Est-il possible d'appliquer de façon absolue et uniforme, le corpus juridique de l'universalité des droits de l'Homme, dans tous les pays membres de la communauté internationale ? La réponse est certainement négative. En effet, l'application de toutes les dispositions du corpus juridique dans tous les Etats exige encore de très importants changements dans les mentalités et dans les législations. Il en est ainsi même dans les Etats occidentaux, fondateurs de cette universalité.

Si les Etats musulmans relativisent l'application du corpus juridique c'est afin d'éviter que les Nations-Unies transplantent dans leurs systèmes légaux des normes universelles incompatibles avec leur particularisme en matière des droits de l'Homme. Mais les droits de l'Homme sont devenus une préoccupation dans la législation contemporaine des Etats musulmans.
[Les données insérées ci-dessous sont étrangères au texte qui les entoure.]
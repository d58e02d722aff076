//! MIDI message parsing
//!
//! Decodes the raw bytes delivered by a MIDI input callback into channel
//! messages. Parsing never allocates, so it is usable from the audio thread
//! when the host hands MIDI events over inside the process callback.

use std::fmt;

/// Channel voice messages understood by the gain unit
#[derive(Debug, Clone, Copy, PartialEq, Eq)]
pub enum MidiMessage {
    /// Note Off: channel (0-15), note (0-127), velocity (0-127)
    NoteOff { channel: u8, note: u8, velocity: u8 },

    /// Note On: channel (0-15), note (0-127), velocity (1-127)
    NoteOn { channel: u8, note: u8, velocity: u8 },

    /// Polyphonic Key Pressure: channel (0-15), note (0-127), pressure (0-127)
    PolyPressure { channel: u8, note: u8, pressure: u8 },

    /// Control Change: channel (0-15), cc (0-127), value (0-127)
    ControlChange { channel: u8, cc: u8, value: u8 },

    /// Program Change: channel (0-15), program (0-127)
    ProgramChange { channel: u8, program: u8 },

    /// Channel Pressure: channel (0-15), pressure (0-127)
    ChannelPressure { channel: u8, pressure: u8 },

    /// Pitch Bend: channel (0-15), value (0-16383, 14-bit)
    PitchBend { channel: u8, value: u16 },
}

impl MidiMessage {
    /// Parse a channel message from raw bytes.
    ///
    /// System messages (SysEx, clock, active sensing...) and running-status
    /// data are not relevant to gain control and yield `None`.
    pub fn parse(data: &[u8]) -> Option<Self> {
        let (&status, rest) = data.split_first()?;

        // Running status or system message
        if !(0x80..0xF0).contains(&status) {
            return None;
        }

        let channel = status & 0x0F;
        let d1 = rest.first().map(|b| b & 0x7F);
        let d2 = rest.get(1).map(|b| b & 0x7F);

        match status & 0xF0 {
            0x80 => Some(MidiMessage::NoteOff { channel, note: d1?, velocity: d2? }),
            0x90 => {
                let (note, velocity) = (d1?, d2?);
                if velocity == 0 {
                    Some(MidiMessage::NoteOff { channel, note, velocity: 0 })
                } else {
                    Some(MidiMessage::NoteOn { channel, note, velocity })
                }
            }
            0xA0 => Some(MidiMessage::PolyPressure { channel, note: d1?, pressure: d2? }),
            0xB0 => Some(MidiMessage::ControlChange { channel, cc: d1?, value: d2? }),
            0xC0 => Some(MidiMessage::ProgramChange { channel, program: d1? }),
            0xD0 => Some(MidiMessage::ChannelPressure { channel, pressure: d1? }),
            0xE0 => {
                let lsb = d1? as u16;
                let msb = d2? as u16;
                Some(MidiMessage::PitchBend { channel, value: (msb << 7) | lsb })
            }
            _ => None,
        }
    }

    /// Get the channel (0-15)
    pub fn channel(&self) -> u8 {
        match *self {
            MidiMessage::NoteOff { channel, .. }
            | MidiMessage::NoteOn { channel, .. }
            | MidiMessage::PolyPressure { channel, .. }
            | MidiMessage::ControlChange { channel, .. }
            | MidiMessage::ProgramChange { channel, .. }
            | MidiMessage::ChannelPressure { channel, .. }
            | MidiMessage::PitchBend { channel, .. } => channel,
        }
    }
}

impl fmt::Display for MidiMessage {
    fn fmt(&self, f: &mut fmt::Formatter<'_>) -> fmt::Result {
        match *self {
            MidiMessage::NoteOff { channel, note, velocity } => {
                write!(f, "NoteOff ch:{} n:{} v:{}", channel + 1, note, velocity)
            }
            MidiMessage::NoteOn { channel, note, velocity } => {
                write!(f, "NoteOn ch:{} n:{} v:{}", channel + 1, note, velocity)
            }
            MidiMessage::PolyPressure { channel, note, pressure } => {
                write!(f, "PolyPressure ch:{} n:{} p:{}", channel + 1, note, pressure)
            }
            MidiMessage::ControlChange { channel, cc, value } => {
                write!(f, "CC ch:{} cc:{} v:{}", channel + 1, cc, value)
            }
            MidiMessage::ProgramChange { channel, program } => {
                write!(f, "ProgramChange ch:{} p:{}", channel + 1, program)
            }
            MidiMessage::ChannelPressure { channel, pressure } => {
                write!(f, "ChannelPressure ch:{} p:{}", channel + 1, pressure)
            }
            MidiMessage::PitchBend { channel, value } => {
                write!(f, "PitchBend ch:{} v:{}", channel + 1, value)
            }
        }
    }
}

/// Format MIDI bytes as hex string for debugging
pub fn format_hex(data: &[u8]) -> String {
    data.iter()
        .map(|b| format!("{:02X}", b))
        .collect::<Vec<_>>()
        .join(" ")
}

#[cfg(test)]
mod tests {
    use super::*;

    #[test]
    fn test_control_change() {
        let data = [0xB2, 7, 100]; // CC ch 3, volume, value 100
        let msg = MidiMessage::parse(&data).unwrap();

        assert_eq!(msg, MidiMessage::ControlChange {
            channel: 2,
            cc: 7,
            value: 100,
        });
        assert_eq!(msg.channel(), 2);
    }

    #[test]
    fn test_note_on_velocity_zero() {
        let data = [0x90, 60, 0]; // Note On with velocity 0 = Note Off
        let msg = MidiMessage::parse(&data).unwrap();

        assert_eq!(msg, MidiMessage::NoteOff {
            channel: 0,
            note: 60,
            velocity: 0,
        });
    }

    #[test]
    fn test_pitch_bend() {
        let data = [0xE0, 0x00, 0x40]; // Pitch Bend ch 1, center (8192)
        let msg = MidiMessage::parse(&data).unwrap();

        assert_eq!(msg, MidiMessage::PitchBend {
            channel: 0,
            value: 8192,
        });
    }

    #[test]
    fn test_data_bytes_are_masked() {
        let msg = MidiMessage::parse(&[0xB0, 0x87, 0xFF]).unwrap();
        assert_eq!(msg, MidiMessage::ControlChange { channel: 0, cc: 7, value: 127 });
    }

    #[test]
    fn test_rejects_truncated_and_system_messages() {
        assert_eq!(MidiMessage::parse(&[]), None);
        assert_eq!(MidiMessage::parse(&[0xB0, 7]), None);
        assert_eq!(MidiMessage::parse(&[0x07, 64]), None); // running status
        assert_eq!(MidiMessage::parse(&[0xF8]), None); // timing clock
        assert_eq!(MidiMessage::parse(&[0xF0, 0x7E, 0xF7]), None);
    }

    #[test]
    fn test_display_uses_one_based_channel() {
        let cc = MidiMessage::parse(&[0xB2, 7, 100]).unwrap();
        assert_eq!(cc.to_string(), "CC ch:3 cc:7 v:100");

        let note = MidiMessage::parse(&[0x9F, 60, 0]).unwrap();
        assert_eq!(note.to_string(), "NoteOff ch:16 n:60 v:0");

        let bend = MidiMessage::parse(&[0xE0, 0x00, 0x40]).unwrap();
        assert_eq!(bend.to_string(), "PitchBend ch:1 v:8192");
    }

    #[test]
    fn test_format_hex() {
        assert_eq!(format_hex(&[0xB0, 0x07, 0x40]), "B0 07 40");
    }
}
Ils sont, en effet, intimement liés à la modernité, et les Etats musulmans ne rejettent pas fondamentalement cette modernité.

En 1948, lors de la rédaction de la Déclaration Universelle des Droits de l'Homme, les Etats musulmans ont, pour la plupart, considéré ce texte comme incompatible avec les préceptes islamiques. Mais une adaptation réciproque s'est faite progressivement sous le signe d'une double évolution qui affecte, d'une part, l'étendue même et les conditions d'exercice des droits reconnus et, d'autre part, les législations et les coutumes des différents pays. Si l'on se reporte en 1966, année de l'adoption des Pactes internationaux relatifs aux droits de l'Homme par l'Assemblée générale des Nations-Unies, l'on constate plusieurs manifestation de cette évolution.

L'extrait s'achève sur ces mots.